OTROS FRAGMENTOS DE LA NOVELA

     Estaba tumbado boca abajo, sobre una capa de agujas de pino de color castaño, con la barbilla apoyada en los brazos cruzados, mientras el viento, en lo alto, zumbaba entre las copas. El flanco de la montaña hacía un suave declive por aquella parte; pero, más abajo, se convertía en una pendiente escarpada, de modo que desde donde se hallaba tumbado podía ver la cinta oscura, bien embreada, de la carretera, zigzagueando en torno al puerto. Había un torrente que corría junto a la carretera y, más abajo, a orillas del torrente, se veía un aserradero y la blanca cabellera de la cascada que se derramaba de la represa, cabrilleando a la luz del sol.

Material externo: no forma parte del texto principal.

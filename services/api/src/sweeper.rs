//! Background auto-complete sweep
//!
//! Runs on a fixed cron interval, independent of request handling, and
//! completes matched rides whose departure time has passed. Open rides are
//! deliberately not touched: the legacy behavior of completing
//! never-matched rides conflicted with the MATCHED-only precondition of
//! manual completion and is not reproduced here.

use serde_json::json;
use tokio_cron_scheduler::{Job, JobScheduler};
use tracing::{error, info};

use crate::error::ApiResult;
use crate::notifier::{Audience, EventKind, Notifier};
use crate::repositories::ride::RideRepository;

/// Periodic job completing overdue matched rides
#[derive(Clone)]
pub struct RideSweeper {
    rides: RideRepository,
    notifier: Notifier,
}

impl RideSweeper {
    /// Create a new ride sweeper
    pub fn new(rides: RideRepository, notifier: Notifier) -> Self {
        Self { rides, notifier }
    }

    /// Run one sweep pass, returning the number of rides completed.
    pub async fn sweep_once(&self) -> ApiResult<usize> {
        let completed = self.rides.complete_overdue().await?;

        for ride in &completed {
            let payload = json!({ "ride": ride, "auto_completed": true });
            self.notifier.notify(
                EventKind::RideCompleted,
                Audience::User(ride.rider_id),
                &payload,
            );
            if let Some(passenger_id) = ride.passenger_id {
                self.notifier.notify(
                    EventKind::RideCompleted,
                    Audience::User(passenger_id),
                    &payload,
                );
            }
        }

        Ok(completed.len())
    }

    /// Start the sweep on the given cron schedule.
    ///
    /// The returned scheduler must be kept alive for the job to keep
    /// firing.
    pub async fn start(&self, schedule: &str) -> anyhow::Result<JobScheduler> {
        let sched = JobScheduler::new().await?;

        let sweeper = self.clone();
        let job = Job::new_async(schedule, move |_uuid, _lock| {
            let sweeper = sweeper.clone();
            Box::pin(async move {
                match sweeper.sweep_once().await {
                    Ok(0) => {}
                    Ok(n) => info!("Auto-completed {} overdue ride(s)", n),
                    Err(e) => error!("Ride sweep failed: {}", e),
                }
            })
        })?;

        sched.add(job).await?;
        sched.start().await?;

        info!("Ride sweep scheduled: {}", schedule);
        Ok(sched)
    }
}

     —¿Es ése el aserradero? –preguntó.

     —Ese es.

     —No lo recuerdo.

     —Se hizo después de marcharse usted. El aserradero viejo está abajo, mucho más abajo del puerto.

     Sobre las agujas de pino desplegó la copia fotográfica de un mapa militar y lo estudió cuidadosamente. El viejo observaba por encima de su hombro. Era un tipo pequeño y recio que llevaba una blusa negra al estilo de los aldeanos, pantalones grises de pana y alpargatas con suela de cáñamo. Resollaba con fuerza a causa de la escalada y tenía la mano apoyada en uno de los pesados bultos que habían subido hasta allí.

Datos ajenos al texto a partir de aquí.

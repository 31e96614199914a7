use anyhow::Result;
use tracing::info;
use tracing_subscriber::EnvFilter;

mod jwt;
mod models;
mod otp;
mod rate_limiter;
mod repository;
mod routes;
mod validation;

use common::cache::{RedisConfig, RedisPool};
use common::database::{DatabaseConfig, init_pool};
use sqlx::PgPool;

use crate::jwt::JwtService;
use crate::otp::OtpService;
use crate::rate_limiter::{RateLimiter, RateLimiterConfig};
use crate::repository::UserRepository;

/// Application state shared across handlers
#[derive(Clone)]
pub struct AppState {
    pub db_pool: PgPool,
    pub redis_pool: RedisPool,
    pub jwt_service: JwtService,
    pub otp_service: OtpService,
    pub user_repository: UserRepository,
    pub rate_limiter: RateLimiter,
}

#[tokio::main]
async fn main() -> Result<()> {
    // Initialize logging
    tracing_subscriber::fmt()
        .with_env_filter(EnvFilter::from_default_env())
        .init();

    info!("Starting authentication service");

    // Initialize database connection pool
    let db_config = DatabaseConfig::from_env()?;
    let pool = init_pool(&db_config).await?;

    if common::database::health_check(&pool).await? {
        info!("Database connection successful");
    } else {
        anyhow::bail!("Failed to connect to database");
    }

    // Initialize JWT service
    let jwt_config = jwt::JwtConfig::from_env()?;
    let jwt_service = JwtService::new(jwt_config)?;

    // Initialize Redis connection pool
    let redis_config = RedisConfig::from_env()?;
    let redis_pool = RedisPool::new(&redis_config).await?;

    let otp_service = OtpService::new(redis_pool.clone());
    let user_repository = UserRepository::new(pool.clone());
    let rate_limiter = RateLimiter::new(RateLimiterConfig::default());

    let app_state = AppState {
        db_pool: pool,
        redis_pool,
        jwt_service,
        otp_service,
        user_repository,
        rate_limiter,
    };

    // Start the web server
    let app = routes::create_router(app_state);

    let bind_addr = std::env::var("AUTH_BIND_ADDR").unwrap_or_else(|_| "0.0.0.0:3000".to_string());
    let listener = tokio::net::TcpListener::bind(&bind_addr).await?;
    info!("Authentication service listening on {}", bind_addr);

    axum::serve(listener, app).await?;

    Ok(())
}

     —Desde aquí no puede verse el puente.

     —No –dijo el viejo–, Esta es la parte más abierta del puerto, donde el río corre más despacio. Más

abajo, por donde la carretera se pierde entre los árboles, se hace más pendiente y forma una estrecha

garganta…

     —Ya me acuerdo.

       […]

    La noche estaba fría. Robert Jordan dormía profundamente. Se despertó una vez y, al estirarse, notó la presencia de la muchacha, acurrucada, dentro del saco, respirando ligera y regularmente. El cielo estaba duro, esmaltado de estrellas, el aire frío le empapaba las narices; metió la cabeza en la tibieza del saco y besó la suave espalda de la muchacha. La chica no se despertó y Jordan se volvió de lado, despegándose suavemente y, sacando otra vez la cabeza del saco, se quedó en vela un instante, paladeando la voluptuosidad que le originaba su fatiga; luego, el deleite suave, táctil, de los dos cuerpos rozándose; por último, estiró las piernas hasta el fondo del saco y se dejó caer a plomo en el más profundo sueño.

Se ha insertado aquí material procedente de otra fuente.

//! JWT service for token generation, validation, and management
//!
//! RS256 signing, refresh token rotation, and token blacklisting via
//! Redis. The API service validates access tokens against the same public
//! key; the claims layout here is the contract between the two services.

use anyhow::Result;
use jsonwebtoken::{DecodingKey, EncodingKey, Header, Validation, decode, encode};
use serde::{Deserialize, Serialize};
use std::time::{SystemTime, UNIX_EPOCH};
use uuid::Uuid;

use crate::models::User;

/// JWT configuration
#[derive(Debug, Clone)]
pub struct JwtConfig {
    /// Private key for signing tokens
    pub private_key: String,
    /// Public key for verifying tokens
    pub public_key: String,
    /// Access token expiration time in seconds (default: 15 minutes)
    pub access_token_expiry: u64,
    /// Refresh token expiration time in seconds (default: 7 days)
    pub refresh_token_expiry: u64,
}

impl JwtConfig {
    /// Create a new JwtConfig from environment variables
    ///
    /// # Environment Variables
    /// - `JWT_PRIVATE_KEY`: Private key (PEM format) or path to a key file
    /// - `JWT_PUBLIC_KEY`: Public key (PEM format) or path to a key file
    /// - `JWT_ACCESS_TOKEN_EXPIRY`: Access token expiry in seconds (default: 900)
    /// - `JWT_REFRESH_TOKEN_EXPIRY`: Refresh token expiry in seconds (default: 604800)
    pub fn from_env() -> Result<Self> {
        let private_key = load_pem("JWT_PRIVATE_KEY")?;
        let public_key = load_pem("JWT_PUBLIC_KEY")?;

        let access_token_expiry = std::env::var("JWT_ACCESS_TOKEN_EXPIRY")
            .unwrap_or_else(|_| "900".to_string()) // 15 minutes
            .parse()
            .unwrap_or(900);

        let refresh_token_expiry = std::env::var("JWT_REFRESH_TOKEN_EXPIRY")
            .unwrap_or_else(|_| "604800".to_string()) // 7 days
            .parse()
            .unwrap_or(604800);

        Ok(JwtConfig {
            private_key,
            public_key,
            access_token_expiry,
            refresh_token_expiry,
        })
    }
}

/// Read a PEM value from an environment variable that holds either the
/// key itself or a path to a key file.
fn load_pem(var: &str) -> Result<String> {
    let value = std::env::var(var)
        .map_err(|_| anyhow::anyhow!("{} environment variable not set", var))?;

    if value.starts_with("-----BEGIN") {
        Ok(value)
    } else {
        Ok(std::fs::read_to_string(&value)
            .map_err(|e| anyhow::anyhow!("Failed to read key file {}: {}", value, e))?
            .trim()
            .to_string())
    }
}

/// JWT claims structure
#[derive(Debug, Serialize, Deserialize)]
pub struct Claims {
    /// User ID
    pub sub: Uuid,
    /// Issued at time
    pub iat: u64,
    /// Expiration time
    pub exp: u64,
    /// Token type (access or refresh)
    pub token_type: TokenType,
}

/// Token type enum
#[derive(Debug, Serialize, Deserialize, Clone, Copy, PartialEq)]
pub enum TokenType {
    /// Access token
    Access,
    /// Refresh token
    Refresh,
}

/// JWT service
#[derive(Clone)]
pub struct JwtService {
    encoding_key: EncodingKey,
    decoding_key: DecodingKey,
    validation: Validation,
    config: JwtConfig,
}

impl JwtService {
    /// Initialize a new JWT service
    pub fn new(config: JwtConfig) -> Result<Self> {
        let encoding_key = EncodingKey::from_rsa_pem(config.private_key.as_bytes())?;
        let decoding_key = DecodingKey::from_rsa_pem(config.public_key.as_bytes())?;
        let mut validation = Validation::new(jsonwebtoken::Algorithm::RS256);
        validation.validate_exp = true;

        Ok(JwtService {
            encoding_key,
            decoding_key,
            validation,
            config,
        })
    }

    fn now() -> Result<u64> {
        Ok(SystemTime::now()
            .duration_since(UNIX_EPOCH)
            .map_err(|e| anyhow::anyhow!("Failed to get current time: {}", e))?
            .as_secs())
    }

    /// Generate an access token for a user
    pub fn generate_access_token(&self, user: &User) -> Result<String> {
        let now = Self::now()?;

        let claims = Claims {
            sub: user.id,
            iat: now,
            exp: now + self.config.access_token_expiry,
            token_type: TokenType::Access,
        };

        let token = encode(
            &Header::new(jsonwebtoken::Algorithm::RS256),
            &claims,
            &self.encoding_key,
        )?;
        Ok(token)
    }

    /// Generate a refresh token for a user
    pub fn generate_refresh_token(&self, user: &User) -> Result<String> {
        let now = Self::now()?;

        let claims = Claims {
            sub: user.id,
            iat: now,
            exp: now + self.config.refresh_token_expiry,
            token_type: TokenType::Refresh,
        };

        let token = encode(
            &Header::new(jsonwebtoken::Algorithm::RS256),
            &claims,
            &self.encoding_key,
        )?;
        Ok(token)
    }

    /// Validate a token and return the claims
    pub fn validate_token(&self, token: &str) -> Result<Claims> {
        let token_data = decode::<Claims>(token, &self.decoding_key, &self.validation)?;
        Ok(token_data.claims)
    }

    /// Check if a token is blacklisted in Redis
    pub async fn is_token_blacklisted(
        &self,
        redis_pool: &common::cache::RedisPool,
        token: &str,
    ) -> Result<bool> {
        let key = format!("blacklisted_token:{}", token);
        let result = redis_pool.get(&key).await?;
        Ok(result.is_some())
    }

    /// Blacklist a token in Redis
    pub async fn blacklist_token(
        &self,
        redis_pool: &common::cache::RedisPool,
        token: &str,
        expiry: u64,
    ) -> Result<()> {
        let key = format!("blacklisted_token:{}", token);
        redis_pool.set(&key, "1", Some(expiry)).await?;
        Ok(())
    }

    /// Get the access token expiry time
    pub fn access_token_expiry(&self) -> u64 {
        self.config.access_token_expiry
    }

    /// Get the refresh token expiry time
    pub fn refresh_token_expiry(&self) -> u64 {
        self.config.refresh_token_expiry
    }

    /// Rotate a refresh token
    ///
    /// Blacklists the old refresh token for its remaining lifetime and
    /// generates a new one.
    pub async fn rotate_refresh_token(
        &self,
        redis_pool: &common::cache::RedisPool,
        user: &User,
        old_refresh_token: &str,
    ) -> Result<String> {
        let claims = self.validate_token(old_refresh_token)?;

        if claims.token_type != TokenType::Refresh {
            return Err(anyhow::anyhow!("Token is not a refresh token"));
        }
        if claims.sub != user.id {
            return Err(anyhow::anyhow!("Token does not belong to user"));
        }

        let now = Self::now()?;
        let expiry = claims.exp.saturating_sub(now);
        self.blacklist_token(redis_pool, old_refresh_token, expiry)
            .await?;

        let new_refresh_token = self.generate_refresh_token(user)?;

        Ok(new_refresh_token)
    }
}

    Se despertó al rayar el día. La muchacha se había marchado. Lo supo al despertarse, extender el brazo y notar el saco todavía tibio en el lugar donde ella había reposado. Miró hacia la entrada de la cueva, donde se hallaba la manta, bordeada de escarcha, y vio una débil columna gris de humo, que se escapaba de una hendidura entre las rocas, cosa que quería decir que el fuego de la cocina había sido encendido.

         […]

  Allí se tenía la sensación de participar en una cruzada. Era la única palabra que podía utilizarse, aunque se hubiera utilizado y se hubiera abusado tanto de ella, que estaba resobada y había perdido ya su verdadero sentido. Uno tenía la impresión allí, a pesar de toda la burocracia, la incompetencia y las bregas de los partidos, como la que se espera tener y luego no se tiene el día de la primera comunión: el sentimiento de la consagración a un deber en defensa de todos los oprimidos del mundo, un sentimiento del que resulta tan embarazoso hablar como de la experiencia religiosa, un sentimiento tan auténtico, sin embargo, como el que se experimenta al escuchar a Bach o al mirar la luz que se cuela a través de las vidrieras en la catedral de Chartres, o en la catedral de León, o mirando a Mantegna, El Greco o Brueghel en el Prado. Era eso lo que permitía participar en cosas que podía uno creer enteramente y en las que se sentía uno unido en entera hermandad con todos los que estaban comprometidos en ellas. Era algo que uno no había conocido antes aunque lo experimentaba y que concedía una importancia a aquellas cosas y a los motivos que las movían, de tal naturaleza que la propia muerte de uno parecía absolutamente insignificante, algo que sólo había que evitar porque podía perjudicar el cumplimiento del deber. Pero lo mejor de todo era que uno podía hacer algo por ese sentimiento y a favor de él. Uno podía luchar.